Activity
In the records that follow, show each line where the word "unwrap" is present.

Task material

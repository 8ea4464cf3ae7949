//! Cover grammar: parsing an expression first and deciding afterwards
//! whether it was really a pattern.
//!
//! `(a, b)` might be a sequence expression or the parameters of
//! `(a, b) => a + b`; `[a, b]` might be an array literal or the target of
//! `[a, b] = pair`.  The parser always builds the expression, tracking in
//! [`CoverState`] whether it could still be reinterpreted, and converts it
//! with [`TryIntoPattern`] once the following token settles the question.

use crate::error::{ErrorKind, QuillError, QuillResult};
use crate::parser::Parser;
use crate::parser::ast::{
    ArrayPat, AssignOp, AssignPat, AssignPatProp, Expr, KeyValuePatProp, ObjectPat,
    ObjectPatProp, ObjectProp, Pat, PropKey, PropValue, RestElement,
};
use crate::parser::context::{CoverState, ParsedParameters};
use crate::parser::messages;
use crate::parser::parse::with_stack;
use crate::parser::token::Position;

/// Non-mutating reinterpretation of an expression as a pattern.  The new
/// nodes copy the locations of the expressions they replace.
pub trait TryIntoPattern {
    /// The equivalent pattern, or `None` if this expression has no pattern
    /// reading.
    fn try_into_pattern(&self) -> Option<Pat>;
}

impl TryIntoPattern for Expr {
    fn try_into_pattern(&self) -> Option<Pat> {
        with_stack(|| self.expr_into_pattern())
    }
}

impl Expr {
    fn expr_into_pattern(&self) -> Option<Pat> {
        match self {
            Expr::Ident(id) => Some(Pat::Ident(id.clone())),
            Expr::Member(_) => Some(Pat::Expr(Box::new(self.clone()))),
            Expr::Spread(spread) => Some(Pat::Rest(Box::new(RestElement {
                loc: spread.loc,
                argument: Box::new(spread.argument.try_into_pattern()?),
            }))),
            Expr::Array(array) => {
                let last = array.elements.len().saturating_sub(1);
                let mut elements = Vec::with_capacity(array.elements.len());
                for (i, element) in array.elements.iter().enumerate() {
                    match element {
                        None => elements.push(None),
                        Some(Expr::Spread(_)) if i != last => return None,
                        Some(expr) => elements.push(Some(expr.try_into_pattern()?)),
                    }
                }
                Some(Pat::Array(Box::new(ArrayPat {
                    loc: array.loc,
                    elements,
                })))
            }
            Expr::Object(object) => {
                let mut properties = Vec::with_capacity(object.properties.len());
                for property in &object.properties {
                    properties.push(object_prop_into_pattern(property)?);
                }
                Some(Pat::Object(Box::new(ObjectPat {
                    loc: object.loc,
                    properties,
                })))
            }
            Expr::Assign(assign) if assign.op == AssignOp::Assign => {
                Some(Pat::Assign(Box::new(AssignPat {
                    loc: assign.loc,
                    left: Box::new(assign.left.clone()),
                    right: assign.right.clone(),
                })))
            }
            _ => None,
        }
    }
}

fn object_prop_into_pattern(property: &ObjectProp) -> Option<ObjectPatProp> {
    match property {
        ObjectProp::Spread(spread) => Some(ObjectPatProp::Rest(RestElement {
            loc: spread.loc,
            argument: Box::new(spread.argument.try_into_pattern()?),
        })),
        ObjectProp::Finalizer(_) => None,
        ObjectProp::Prop(prop) => match &prop.value {
            PropValue::Value(value) => Some(ObjectPatProp::KeyValue(KeyValuePatProp {
                loc: prop.loc,
                key: prop.key.clone(),
                is_computed: prop.is_computed,
                value: value.try_into_pattern()?,
            })),
            PropValue::Shorthand | PropValue::CoverInitializedName(_) => {
                let PropKey::Ident(key) = &prop.key else {
                    return None;
                };
                let value = match &prop.value {
                    PropValue::CoverInitializedName(init) => Some(init.clone()),
                    _ => None,
                };
                Some(ObjectPatProp::Assign(AssignPatProp {
                    loc: prop.loc,
                    key: key.clone(),
                    value,
                }))
            }
            PropValue::Get(_) | PropValue::Set(_) | PropValue::Method(_) => None,
        },
    }
}

/// `true` when `pat` only binds identifiers (no member targets).
pub fn is_binding_pattern(pat: &Pat) -> bool {
    match pat {
        Pat::Ident(_) => true,
        Pat::Expr(_) => false,
        Pat::Rest(rest) => is_binding_pattern(&rest.argument),
        Pat::Assign(assign) => is_binding_pattern(&assign.left),
        Pat::Array(array) => array.elements.iter().flatten().all(is_binding_pattern),
        Pat::Object(object) => object.properties.iter().all(|p| match p {
            ObjectPatProp::KeyValue(kv) => is_binding_pattern(&kv.value),
            ObjectPatProp::Assign(_) => true,
            ObjectPatProp::Rest(rest) => is_binding_pattern(&rest.argument),
        }),
    }
}

impl<'src> Parser<'src> {
    /// Run `f` with a fresh cover state.  A `{ a = 1 }` left unresolved by
    /// `f` is an error; the outer state is restored afterwards.
    pub(super) fn isolate_cover_grammar<T>(
        &mut self,
        f: impl FnOnce(&mut Self) -> QuillResult<T>,
    ) -> QuillResult<T> {
        let saved = std::mem::replace(&mut self.cover, CoverState::permissive());
        let result = f(self)?;
        if let Some(pos) = self.cover.first_cover_initialized_name_error.take() {
            return Err(self.cover_initialized_name_error(pos));
        }
        self.cover = saved;
        Ok(result)
    }

    /// A `{ a = 1 }` at `pos` that never became a pattern.
    pub(super) fn cover_initialized_name_error(&self, pos: Position) -> QuillError {
        self.error_at(pos, &messages::unexpected_token("="), ErrorKind::Syntax)
    }

    /// Run `f` with a fresh cover state, then merge: the flags are ANDed
    /// into the outer ones and the earliest deferred error is kept.
    pub(super) fn inherit_cover_grammar<T>(
        &mut self,
        f: impl FnOnce(&mut Self) -> QuillResult<T>,
    ) -> QuillResult<T> {
        let saved = std::mem::replace(&mut self.cover, CoverState::permissive());
        let result = f(self)?;
        self.cover.is_binding_element &= saved.is_binding_element;
        self.cover.is_assignment_target &= saved.is_assignment_target;
        if saved.first_cover_initialized_name_error.is_some() {
            self.cover.first_cover_initialized_name_error =
                saved.first_cover_initialized_name_error;
        }
        Ok(result)
    }

    /// Left-hand side of `=`.  An expression with no pattern reading is
    /// kept as [`Pat::Expr`] after an invalid-target error.
    pub(super) fn reinterpret_as_assignment_target(&mut self, expr: Expr) -> QuillResult<Pat> {
        let pattern = match &expr {
            Expr::Assign(_) | Expr::Spread(_) => None,
            other => other.try_into_pattern(),
        };
        match pattern {
            Some(pattern) => Ok(pattern),
            None => {
                if self.cover.is_assignment_target {
                    self.tolerate_at(
                        expr.loc().start,
                        messages::INVALID_LHS_IN_ASSIGNMENT,
                        ErrorKind::Syntax,
                    )?;
                }
                Ok(Pat::Expr(Box::new(expr)))
            }
        }
    }

    /// Target of a compound assignment or update: identifiers and member
    /// expressions only.
    pub(super) fn simple_assignment_target(expr: Expr) -> Pat {
        match expr {
            Expr::Ident(id) => Pat::Ident(id),
            other => Pat::Expr(Box::new(other)),
        }
    }

    /// Left-hand side of `for-in` / `for-of` / `foreach`, already checked
    /// for validity by the caller.
    pub(super) fn reinterpret_as_for_target(&mut self, expr: Expr) -> Pat {
        self.cover.first_cover_initialized_name_error = None;
        if matches!(expr, Expr::Assign(_)) {
            return Pat::Expr(Box::new(expr));
        }
        match expr.try_into_pattern() {
            Some(pattern) => pattern,
            None => Pat::Expr(Box::new(expr)),
        }
    }

    /// Turn the expressions collected inside `( … )` (or the single
    /// identifier before `=>`) into a formal parameter list.  Anything that
    /// is not a binding pattern is an "Unexpected token" at the lookahead.
    pub(super) fn reinterpret_as_cover_formals_list(
        &mut self,
        candidates: Vec<Expr>,
        is_async: bool,
    ) -> QuillResult<ParsedParameters> {
        let mut params = ParsedParameters::new(None);
        for candidate in candidates {
            if is_async && matches!(&candidate, Expr::Ident(id) if id.name == "await") {
                return Err(self.unexpected(&self.lookahead));
            }
            if self.flags.allow_yield
                && matches!(&candidate, Expr::Assign(a) if matches!(*a.right, Expr::Yield(_)))
            {
                return Err(self.error_at(
                    candidate.loc().start,
                    messages::YIELD_IN_PARAMETERS,
                    ErrorKind::Syntax,
                ));
            }
            let Some(pattern) = candidate.try_into_pattern() else {
                return Err(self.unexpected(&self.lookahead));
            };
            if !is_binding_pattern(&pattern) {
                return Err(self.unexpected(&self.lookahead));
            }
            if let Pat::Rest(rest) = &pattern
                && matches!(*rest.argument, Pat::Assign(_))
            {
                return Err(self.error_at(
                    rest.argument.loc().start,
                    messages::DEFAULT_REST_PARAMETER,
                    ErrorKind::Syntax,
                ));
            }
            let mut names = Vec::new();
            pattern.bound_names(&mut names);
            for name in names {
                params.validate_name(&name.name, name.loc.start, self.flags.strict);
            }
            params.simple &= matches!(pattern, Pat::Ident(_));
            params.params.push(pattern);
        }
        if let Some(duplicate) = &params.duplicate {
            return Err(self.error_at(
                duplicate.position,
                messages::DUPLICATE_PARAMETER,
                ErrorKind::Syntax,
            ));
        }
        Ok(params)
    }
}

#[cfg(test)]
mod tests {
    use super::*;
    use crate::config::ParserOptions;

    fn expr(source: &str) -> Expr {
        Parser::new(source, ParserOptions::new())
            .parse_expression()
            .unwrap()
    }

    #[test]
    fn test_array_literal_into_pattern() {
        let pattern = expr("[a, , ...rest]").try_into_pattern().unwrap();
        let Pat::Array(array) = &pattern else {
            panic!("expected array pattern, got {pattern:?}");
        };
        assert_eq!(array.elements.len(), 3);
        assert!(array.elements[1].is_none());
        assert!(matches!(array.elements[2], Some(Pat::Rest(_))));
        assert_eq!(array.loc.start.offset, 0);
        assert_eq!(array.loc.end.offset, 14);
    }

    #[test]
    fn test_object_literal_into_pattern() {
        let pattern = expr("{a, b: [c], d: e = 1, ...f}").try_into_pattern().unwrap();
        let mut names = Vec::new();
        pattern.bound_names(&mut names);
        let names: Vec<_> = names.iter().map(|i| i.name.as_str()).collect();
        assert_eq!(names, ["a", "c", "e", "f"]);
        assert!(is_binding_pattern(&pattern));
    }

    #[test]
    fn test_rest_must_be_last() {
        assert!(expr("[...a, b]").try_into_pattern().is_none());
    }

    #[test]
    fn test_members_are_targets_but_not_bindings() {
        let pattern = expr("[a.b, c[0]]").try_into_pattern().unwrap();
        assert!(!is_binding_pattern(&pattern));
    }

    #[test]
    fn test_non_patterns() {
        for source in ["a + b", "f()", "{ m() {} }", "1", "`t`"] {
            assert!(expr(source).try_into_pattern().is_none(), "{source}");
        }
    }
}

Response below
            .unwrap()
        let pattern = expr("[a, , ...rest]").try_into_pattern().unwrap();
        let pattern = expr("{a, b: [c], d: e = 1, ...f}").try_into_pattern().unwrap();
        let pattern = expr("[a.b, c[0]]").try_into_pattern().unwrap();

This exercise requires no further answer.